Megrahi, 60, was convicted by a special court in the Netherlands in 2001.
He was released from prison in Scotland in 2009 on compassionate grounds. He was suffering from cancer and was said to have only months to live.
When he arrived back in Tripoli, he received a hero's welcome.
His release sparked the fury of many of the relatives of the victims of the Lockerbie disaster. The US - whose citizens accounted for 189 of the dead - also criticised the move.
But others believed he was not guilty of the bombing.
There are just over a dozen cars lining up the street outside Megrahi's house, on the outskirts of central Tripoli.
Chairs are being put up - presumably for guests who will be paying their condolences, although it is still very quiet here.
I spoke earlier today to Megrahi's brother, who said he wished his brother had lived to see the day when his innocence was proven.
Megrahi - and his family - had long maintained that he was not responsible for the Lockerbie bombing.
During Col Gaddafi's rule, many Libyans maintained that Megrahi was innocent whatever the court decided.
I have spoken to a number of Libyans since Col Gaddafi was ousted last year who believe that Megrahi was guilty.

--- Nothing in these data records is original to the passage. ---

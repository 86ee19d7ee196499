//! Sales report ETL CLI.

use clap::{ColorChoice, Parser};
use sales_cli::logging::{LogConfig, LogFormat, init_logging};
use std::io::{self, IsTerminal};
use tracing::level_filters::LevelFilter;

mod cli;
mod commands;
mod summary;

use crate::cli::{Cli, Command, LogFormatArg, LogLevelArg};
use crate::commands::{run_report, run_tables};
use crate::summary::print_summary;

fn main() {
    let cli = Cli::parse();
    cli.color.write_global();
    let log_config = log_config_from_cli(&cli);
    if let Err(error) = init_logging(&log_config) {
        eprintln!("error: failed to initialize logging: {error}");
        std::process::exit(1);
    }
    let exit_code = match cli.command {
        Command::Run(args) => match run_report(&args) {
            Ok(report) => {
                print_summary(&report);
                0
            }
            Err(error) => {
                eprintln!("error: {error:#}");
                1
            }
        },
        Command::Tables(args) => match run_tables(&args) {
            Ok(()) => 0,
            Err(error) => {
                eprintln!("error: {error:#}");
                1
            }
        },
    };
    std::process::exit(exit_code);
}

/// Build logging configuration from CLI flags with consistent precedence.
fn log_config_from_cli(cli: &Cli) -> LogConfig {
    let mut config = LogConfig {
        level_filter: cli.verbosity.tracing_level_filter(),
        ..LogConfig::default()
    };
    config.use_env_filter = !(cli.verbosity.is_present() || cli.log_level.is_some());
    if let Some(level) = cli.log_level {
        config.level_filter = match level {
            LogLevelArg::Error => LevelFilter::ERROR,
            LogLevelArg::Warn => LevelFilter::WARN,
            LogLevelArg::Info => LevelFilter::INFO,
            LogLevelArg::Debug => LevelFilter::DEBUG,
            LogLevelArg::Trace => LevelFilter::TRACE,
        };
    }
    config.format = match cli.log_format {
        LogFormatArg::Pretty => LogFormat::Pretty,
        LogFormatArg::Compact => LogFormat::Compact,
        LogFormatArg::Json => LogFormat::Json,
    };
    config.log_file = cli.log_file.clone();
    config.with_ansi = match cli.color.color {
        ColorChoice::Always => true,
        ColorChoice::Never => false,
        ColorChoice::Auto => cli.log_file.is_none() && io::stderr().is_terminal(),
    };
    config
}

But you still find that many Libyans say that Megrahi did not directly participate in the bombing, that he was used as a scapegoat by the former regime.
So there are mixed views in Libya on this matter.

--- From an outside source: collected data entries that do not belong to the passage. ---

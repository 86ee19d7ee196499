//! Dimension joins and the derived fields computed on the joined frame.

use std::collections::HashMap;
use std::collections::hash_map::Entry;

use polars::prelude::{DataFrame, DataType, NamedFrom, PlSmallStr, Series};
use sales_common::{column_f64s, column_strings, gather_column, has_column};
use sales_model::EtlConfig;

use crate::error::{Result, require_columns};

/// Table label used in errors raised after the joins.
pub const JOINED: &str = "joined";

/// Suffix given to a right-hand column whose name is already taken.
pub const COLLISION_SUFFIX: &str = "_right";

/// Text cell the extracts use for "no value". Empty strings are kept.
pub const BLANK_SENTINEL: &str = " ";

#[derive(Debug, Clone)]
pub struct JoinSpec {
    pub customer_key: String,
    /// Key column of the customer table, renamed to `customer_key`.
    pub customer_number: String,
    pub address_number: String,
    pub region_code: String,
    pub division: String,
    pub city: String,
    pub state: String,
    pub country: String,
    pub address: String,
    pub revenue: String,
    pub margin: String,
    pub margin_percent: String,
    pub dropped_after_join: Vec<String>,
}

impl JoinSpec {
    pub fn from_config(config: &EtlConfig) -> Self {
        let source = &config.columns.source;
        let target = &config.columns.target;
        Self {
            customer_key: target.customer_key.clone(),
            customer_number: source.customer_number.clone(),
            address_number: source.address_number.clone(),
            region_code: source.region_code.clone(),
            division: source.division.clone(),
            city: source.city.clone(),
            state: source.state.clone(),
            country: source.country.clone(),
            address: target.address.clone(),
            revenue: target.revenue.clone(),
            margin: target.margin.clone(),
            margin_percent: target.margin_percent.clone(),
            dropped_after_join: source.dropped_after_join.clone(),
        }
    }
}

/// The four dimension tables joined onto the transactions.
#[derive(Debug, Clone, Copy)]
pub struct Dimensions<'a> {
    pub customers: &'a DataFrame,
    pub customer_addresses: &'a DataFrame,
    pub regions: &'a DataFrame,
    pub divisions: &'a DataFrame,
}

/// Left join on a single key compared as trimmed text.
///
/// Every left row survives exactly once and keeps its position. When the
/// right table repeats a key its first row is used. Right columns whose
/// names already exist on the left get [`COLLISION_SUFFIX`].
pub fn left_join(
    left: &DataFrame,
    right: &DataFrame,
    key: &str,
    tables: (&str, &str),
) -> Result<DataFrame> {
    require_columns(left, tables.0, [key])?;
    require_columns(right, tables.1, [key])?;

    let mut index: HashMap<String, usize> = HashMap::new();
    let mut duplicates = 0usize;
    for (row, value) in column_strings(right, key)?.into_iter().enumerate() {
        let Some(value) = value else { continue };
        match index.entry(value.trim().to_string()) {
            Entry::Occupied(_) => duplicates += 1,
            Entry::Vacant(slot) => {
                slot.insert(row);
            }
        }
    }
    if duplicates > 0 {
        tracing::warn!(
            table = tables.1,
            key,
            duplicates,
            "duplicate join keys, first row used"
        );
    }

    let picks: Vec<Option<usize>> = column_strings(left, key)?
        .iter()
        .map(|value| {
            value
                .as_deref()
                .and_then(|value| index.get(value.trim()).copied())
        })
        .collect();
    let unmatched = picks.iter().filter(|pick| pick.is_none()).count();

    let mut joined = left.clone();
    for column in right.get_columns() {
        if column.name().as_str() == key {
            continue;
        }
        let mut series = gather_column(column, &picks)?;
        if has_column(&joined, column.name()) {
            let renamed = format!("{}{COLLISION_SUFFIX}", column.name());
            series.rename(PlSmallStr::from(renamed));
        }
        joined.with_column(series)?;
    }

    tracing::debug!(
        left = tables.0,
        right = tables.1,
        key,
        rows = joined.height(),
        unmatched,
        "left join"
    );
    Ok(joined)
}

/// Customers with their address and region attributes, keyed by the report
/// customer key.
pub fn build_customer_dimension(dimensions: &Dimensions<'_>, spec: &JoinSpec) -> Result<DataFrame> {
    let with_address = left_join(
        dimensions.customers,
        dimensions.customer_addresses,
        &spec.address_number,
        ("customer", "customer address"),
    )?;
    let mut customers = left_join(
        &with_address,
        dimensions.regions,
        &spec.region_code,
        ("customer", "region"),
    )?;
    if spec.customer_number != spec.customer_key
        && has_column(&customers, &spec.customer_number)
        && !has_column(&customers, &spec.customer_key)
    {
        customers.rename(&spec.customer_number, spec.customer_key.as_str().into())?;
    }
    Ok(customers)
}

/// Joins customers (with address and region) and divisions onto the
/// transactions.
pub fn join_dimensions(
    transactions: &DataFrame,
    dimensions: &Dimensions<'_>,
    spec: &JoinSpec,
) -> Result<DataFrame> {
    let customers = build_customer_dimension(dimensions, spec)?;
    let joined = left_join(
        transactions,
        &customers,
        &spec.customer_key,
        ("sales", "customer"),
    )?;
    left_join(
        &joined,
        dimensions.divisions,
        &spec.division,
        ("sales", "division"),
    )
}

/// Turns cells equal to [`BLANK_SENTINEL`] into nulls in every text column.
pub fn blank_to_null(mut df: DataFrame) -> Result<DataFrame> {
    let text_columns: Vec<PlSmallStr> = df
        .get_columns()
        .iter()
        .filter(|column| column.dtype() == &DataType::String)
        .map(|column| column.name().clone())
        .collect();
    for name in text_columns {
        let values: Vec<Option<String>> = column_strings(&df, &name)?
            .into_iter()
            .map(|value| value.filter(|text| text != BLANK_SENTINEL))
            .collect();
        df.with_column(Series::new(name, values))?;
    }
    Ok(df)
}

/// Adds `City,State,Country`; null when any component is null. Empty
/// components still leave their comma.
pub fn add_address(mut df: DataFrame, spec: &JoinSpec) -> Result<DataFrame> {
    require_columns(
        &df,
        JOINED,
        [spec.city.as_str(), spec.state.as_str(), spec.country.as_str()],
    )?;
    let cities = column_strings(&df, &spec.city)?;
    let states = column_strings(&df, &spec.state)?;
    let countries = column_strings(&df, &spec.country)?;
    let addresses: Vec<Option<String>> = cities
        .into_iter()
        .zip(states)
        .zip(countries)
        .map(|((city, state), country)| Some(format!("{},{},{}", city?, state?, country?)))
        .collect();
    df.with_column(Series::new(spec.address.as_str().into(), addresses))?;
    Ok(df)
}

/// Adds margin / revenue * 100; null when revenue is zero or either is null.
pub fn add_margin_percent(mut df: DataFrame, spec: &JoinSpec) -> Result<DataFrame> {
    require_columns(&df, JOINED, [spec.margin.as_str(), spec.revenue.as_str()])?;
    let margins = column_f64s(&df, &spec.margin)?;
    let revenues = column_f64s(&df, &spec.revenue)?;
    let percents: Vec<Option<f64>> = margins
        .into_iter()
        .zip(revenues)
        .map(|(margin, revenue)| match (margin, revenue) {
            (Some(margin), Some(revenue)) if revenue != 0.0 => Some(margin / revenue * 100.0),
            _ => None,
        })
        .collect();
    df.with_column(Series::new(spec.margin_percent.as_str().into(), percents))?;
    Ok(df)
}

/// Removes columns that must all be present.
pub fn drop_columns(mut df: DataFrame, names: &[String], table: &str) -> Result<DataFrame> {
    require_columns(&df, table, names.iter().map(String::as_str))?;
    for name in names {
        df = df.drop(name)?;
    }
    Ok(df)
}

/// Joins, cleans blanks, derives address and margin percentage, then drops
/// the columns the report does not carry.
pub fn reconcile(
    transactions: &DataFrame,
    dimensions: &Dimensions<'_>,
    spec: &JoinSpec,
) -> Result<DataFrame> {
    let joined = join_dimensions(transactions, dimensions, spec)?;
    debug_assert_eq!(joined.height(), transactions.height());
    let df = blank_to_null(joined)?;
    let df = add_address(df, spec)?;
    let df = add_margin_percent(df, spec)?;
    drop_columns(df, &spec.dropped_after_join, JOINED)
}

Dr Jim Swire, whose daughter Flora died at Lockerbie, called Megrahi's death a "very sad event".
"Right up to the end he was determined, for his family's sake... [that] the verdict against him should be overturned," said Dr Swire, who is a member of the Justice for Megrahi group.

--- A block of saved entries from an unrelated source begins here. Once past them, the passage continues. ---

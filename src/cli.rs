use clap::{ArgGroup, Parser};
use std::path::PathBuf;

use crate::config::Overrides;

/// Machine-translate untranslated units of an XLIFF 1.2 file with Azure Translator
#[derive(Debug, Parser)]
#[command(name = "xliff-localizer", version)]
#[command(group(ArgGroup::new("mode").required(true).args(["file", "display_info"])))]
pub struct Cli {
    /// XLIFF file whose `new` targets are translated in place
    #[arg(long, value_name = "PATH")]
    pub file: Option<PathBuf>,

    /// Serialized display info (JSON) whose name is translated into every --to language
    #[arg(long = "localizeDisplayInfo", value_name = "JSON")]
    pub display_info: Option<String>,

    /// Azure Translator subscription key
    #[arg(long = "apikey")]
    pub api_key: Option<String>,

    /// Azure Translator resource region
    #[arg(long)]
    pub region: Option<String>,

    /// Source language code
    #[arg(long)]
    pub from: Option<String>,

    /// Target language code(s), comma separated or repeated
    #[arg(long, value_delimiter = ',')]
    pub to: Vec<String>,

    /// YAML or JSON settings file
    #[arg(long, value_name = "PATH")]
    pub config: Option<PathBuf>,

    /// Translator base URL
    #[arg(long, value_name = "URL")]
    pub endpoint: Option<String>,
}

impl Cli {
    pub fn overrides(&self) -> Overrides {
        Overrides {
            endpoint: self.endpoint.clone(),
            api_key: self.api_key.clone(),
            region: self.region.clone(),
            from: self.from.clone(),
            to: self.to.clone(),
        }
    }
}
impl XliffDocument {
    pub fn load(path: impl AsRef<Path>) -> Result<Self, XliffError> {
        let path = path.as_ref();
        let bytes = fs::read(path).map_err(|source| XliffError::Io {
            path: path.display().to_string(),
            source,
        })?;
        let document = Self::from_bytes(&bytes)?;
        debug!(
            "Loaded XLIFF document {} ({}, {} targets)",
            path.display(),
            document.encoding.name(),
            document.targets().count()
        );
        Ok(document)
    }

    /// Decodes raw file content before parsing it.
    ///
    /// A byte-order mark decides the encoding, then the `encoding` of the XML
    /// declaration, then UTF-8. Content that does not decode cleanly is rejected.
    pub fn from_bytes(bytes: &[u8]) -> Result<Self, XliffError> {
        let (encoding, bom_len) = match Encoding::for_bom(bytes) {
            Some(found) => found,
            None => (declared_encoding(bytes).unwrap_or(UTF_8), 0),
        };

        let (content, had_errors) = encoding.decode_without_bom_handling(&bytes[bom_len..]);
        if had_errors {
            return Err(XliffError::Malformed(format!("content is not valid {}", encoding.name())));
        }

        let mut document = Self::parse(&content)?;
        document.encoding = encoding;
        document.bom |= bom_len > 0;
        Ok(document)
    }

    pub fn parse(xml: &str) -> Result<Self, XliffError> {
        let (bom, xml) = match xml.strip_prefix(BOM) {
            Some(rest) => (true, rest),
            None => (false, xml),
        };

        let mut reader = NsReader::from_str(xml);
        let mut segments = Vec::new();
        let mut stack: Vec<OpenElement> = Vec::new();
        let mut open_target: Option<TargetElement> = None;
        let mut target_depth = 0usize;
        let mut seen_root = false;

        loop {
            let (ns, event) = reader.read_resolved_event()?;
            let in_xliff = matches!(ns, ResolveResult::Bound(Namespace(uri)) if uri == XLIFF_NAMESPACE.as_bytes());

            if let Some(mut target) = open_target.take() {
                match event {
                    Event::Start(start) => {
                        target_depth += 1;
                        target.push_child(Event::Start(start.into_owned()))?;
                    }
                    Event::End(end) if target_depth == 0 => {
                        target.end = Some(end.into_owned());
                        segments.push(Segment::Target(target));
                        continue;
                    }
                    Event::End(end) => {
                        target_depth -= 1;
                        target.push_child(Event::End(end.into_owned()))?;
                    }
                    Event::Eof => {
                        return Err(XliffError::Malformed("unclosed <target> element".to_string()));
                    }
                    other => target.push_child(other.into_owned())?,
                }
                open_target = Some(target);
                continue;
            }

            match event {
                Event::Start(start) => {
                    check_root(&stack, &mut seen_root)?;
                    let local_name = local_name(&start);
                    if in_xliff && local_name == "target" && on_unit_path(&stack) {
                        open_target = Some(TargetElement::new(start.into_owned(), enclosing_unit_id(&stack))?);
                        target_depth = 0;
                        continue;
                    }
                    let id = if in_xliff && local_name == "trans-unit" {
                        attribute_value(&start, b"id")?
                    } else {
                        None
                    };
                    stack.push(OpenElement { local_name, in_xliff, id });
                    segments.push(Segment::Event(Event::Start(start.into_owned())));
                }
                Event::Empty(start) => {
                    check_root(&stack, &mut seen_root)?;
                    if in_xliff && local_name(&start) == "target" && on_unit_path(&stack) {
                        let target = TargetElement::new(start.into_owned(), enclosing_unit_id(&stack))?;
                        segments.push(Segment::Target(target));
                    } else {
                        segments.push(Segment::Event(Event::Empty(start.into_owned())));
                    }
                }
                Event::End(end) => {
                    if stack.pop().is_none() {
                        return Err(XliffError::Malformed("unexpected closing tag".to_string()));
                    }
                    segments.push(Segment::Event(Event::End(end.into_owned())));
                }
                Event::Text(text) if stack.is_empty() => {
                    if !text.iter().all(u8::is_ascii_whitespace) {
                        return Err(XliffError::Malformed("text outside the root element".to_string()));
                    }
                    segments.push(Segment::Event(Event::Text(text.into_owned())));
                }
                Event::Eof => break,
                other => segments.push(Segment::Event(other.into_owned())),
            }
        }

        if let Some(open) = stack.last() {
            return Err(XliffError::Malformed(format!("unclosed <{}> element", open.local_name)));
        }
        if !seen_root {
            return Err(XliffError::Malformed("document has no root element".to_string()));
        }

        Ok(Self {
            segments,
            encoding: UTF_8,
            bom,
        })
    }

    /// Indices of the `target` elements on the unit path whose `state` is exactly `new`.
    pub fn untranslated_targets(&self) -> Vec<usize> {
        self.segments
            .iter()
            .enumerate()
            .filter_map(|(idx, segment)| match segment {
                Segment::Target(target) if target.state() == Some("new") => Some(idx),
                _ => None,
            })
            .collect()
    }

    #[cfg(test)]
    pub fn target(&self, idx: usize) -> Option<&TargetElement> {
        match self.segments.get(idx) {
            Some(Segment::Target(target)) => Some(target),
            _ => None,
        }
    }

    pub fn target_mut(&mut self, idx: usize) -> Option<&mut TargetElement> {
        match self.segments.get_mut(idx) {
            Some(Segment::Target(target)) => Some(target),
            _ => None,
        }
    }

    /// All `target` elements on the unit path, whatever their state.
    pub fn targets(&self) -> impl Iterator<Item = &TargetElement> {
        self.segments.iter().filter_map(|segment| match segment {
            Segment::Target(target) => Some(target),
            Segment::Event(_) => None,
        })
    }

    #[cfg(test)]
    pub fn to_xml_string(&self) -> Result<String, XliffError> {
        let body = self.serialize()?;
        if self.bom {
            Ok(format!("{}{}", BOM, body))
        } else {
            Ok(body)
        }
    }

    /// The serialized document in the encoding it was loaded with.
    pub fn to_bytes(&self) -> Result<Vec<u8>, XliffError> {
        let body = self.serialize()?;
        let mut bytes = Vec::with_capacity(body.len() + 3);

        if self.encoding == UTF_16LE || self.encoding == UTF_16BE {
            // encoding_rs only decodes UTF-16
            let little_endian = self.encoding == UTF_16LE;
            if self.bom {
                bytes.extend_from_slice(if little_endian { &[0xFF, 0xFE] } else { &[0xFE, 0xFF] });
            }
            for unit in body.encode_utf16() {
                let pair = if little_endian { unit.to_le_bytes() } else { unit.to_be_bytes() };
                bytes.extend_from_slice(&pair);
            }
        } else {
            if self.bom {
                bytes.extend_from_slice(&[0xEF, 0xBB, 0xBF]);
            }
            let (encoded, _, unmappable) = self.encoding.encode(&body);
            if unmappable {
                warn!("Characters not representable in {} were written as character references", self.encoding.name());
            }
            bytes.extend_from_slice(&encoded);
        }
        Ok(bytes)
    }

    /// Overwrites `path` with the serialized document.
    pub fn save(&self, path: impl AsRef<Path>) -> Result<(), XliffError> {
        let path = path.as_ref();
        let content = self.to_bytes()?;
        fs::write(path, content).map_err(|source| XliffError::Io {
            path: path.display().to_string(),
            source,
        })?;
        debug!("Saved XLIFF document {}", path.display());
        Ok(())
    }

    fn serialize(&self) -> Result<String, XliffError> {
        let mut writer = Writer::new(Vec::new());
        for segment in &self.segments {
            match segment {
                Segment::Event(event) => writer.write_event(event.clone())?,
                Segment::Target(target) => target.write_to(&mut writer)?,
            }
        }

        String::from_utf8(writer.into_inner())
            .map_err(|e| XliffError::Malformed(format!("serialized document is not UTF-8: {}", e)))
    }
}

"And also he wanted that for the sake of those relatives who had come to the conclusion after studying the evidence that he wasn't guilty, and I think that's going to happen."
Died at home
His brother Abdulhakim said on Sunday that Megrahi's health had deteriorated quickly and he died at home in Tripoli.
He told the AFP news agency that Megrahi died at 13:00 local time (11:00 GMT).
The BBC's Rana Jawad, who is outside Megrahi's home in Tripoli, says family members are making preparations to receive guests paying their condolences.
Megrahi's sister told the Libyan Wal news agency that his funeral would take place at Tripoli's main cemetery on Monday, following early afternoon prayers.
Megrahi, a Libyan intelligence officer, always denied any responsibility for the bombing of Pan Am Flight 103 in December 1988.
It remains the deadliest terrorist incident ever to have taken place on British soil.
All 259 people aboard the plane, which was travelling from London to New York, were killed, along with 11 others on the ground.
Investigators tracing the origins of scraps of clothes wrapped around the bomb followed a trail to a shop in Malta which led them, eventually, to Megrahi.
He and another Libyan, Al Amin Khalifa Fhimah, were indicted by the Scottish and US courts in November 1991.
But Libya refused to extradite them. In 1999, after protracted negotiations, Libya handed the two men over for trial, under Scottish law but on neutral ground, the former US airbase at Camp Zeist in the Netherlands.
Their trial began in May 2000. Fhimah was acquitted of all charges, but Megrahi was found guilty and sentenced to a minimum of 27 years in prison.
He served the first part of his sentence at the maximum-security prison at Barlinnie, in Glasgow, but was transferred in 2005 to Greenock prison.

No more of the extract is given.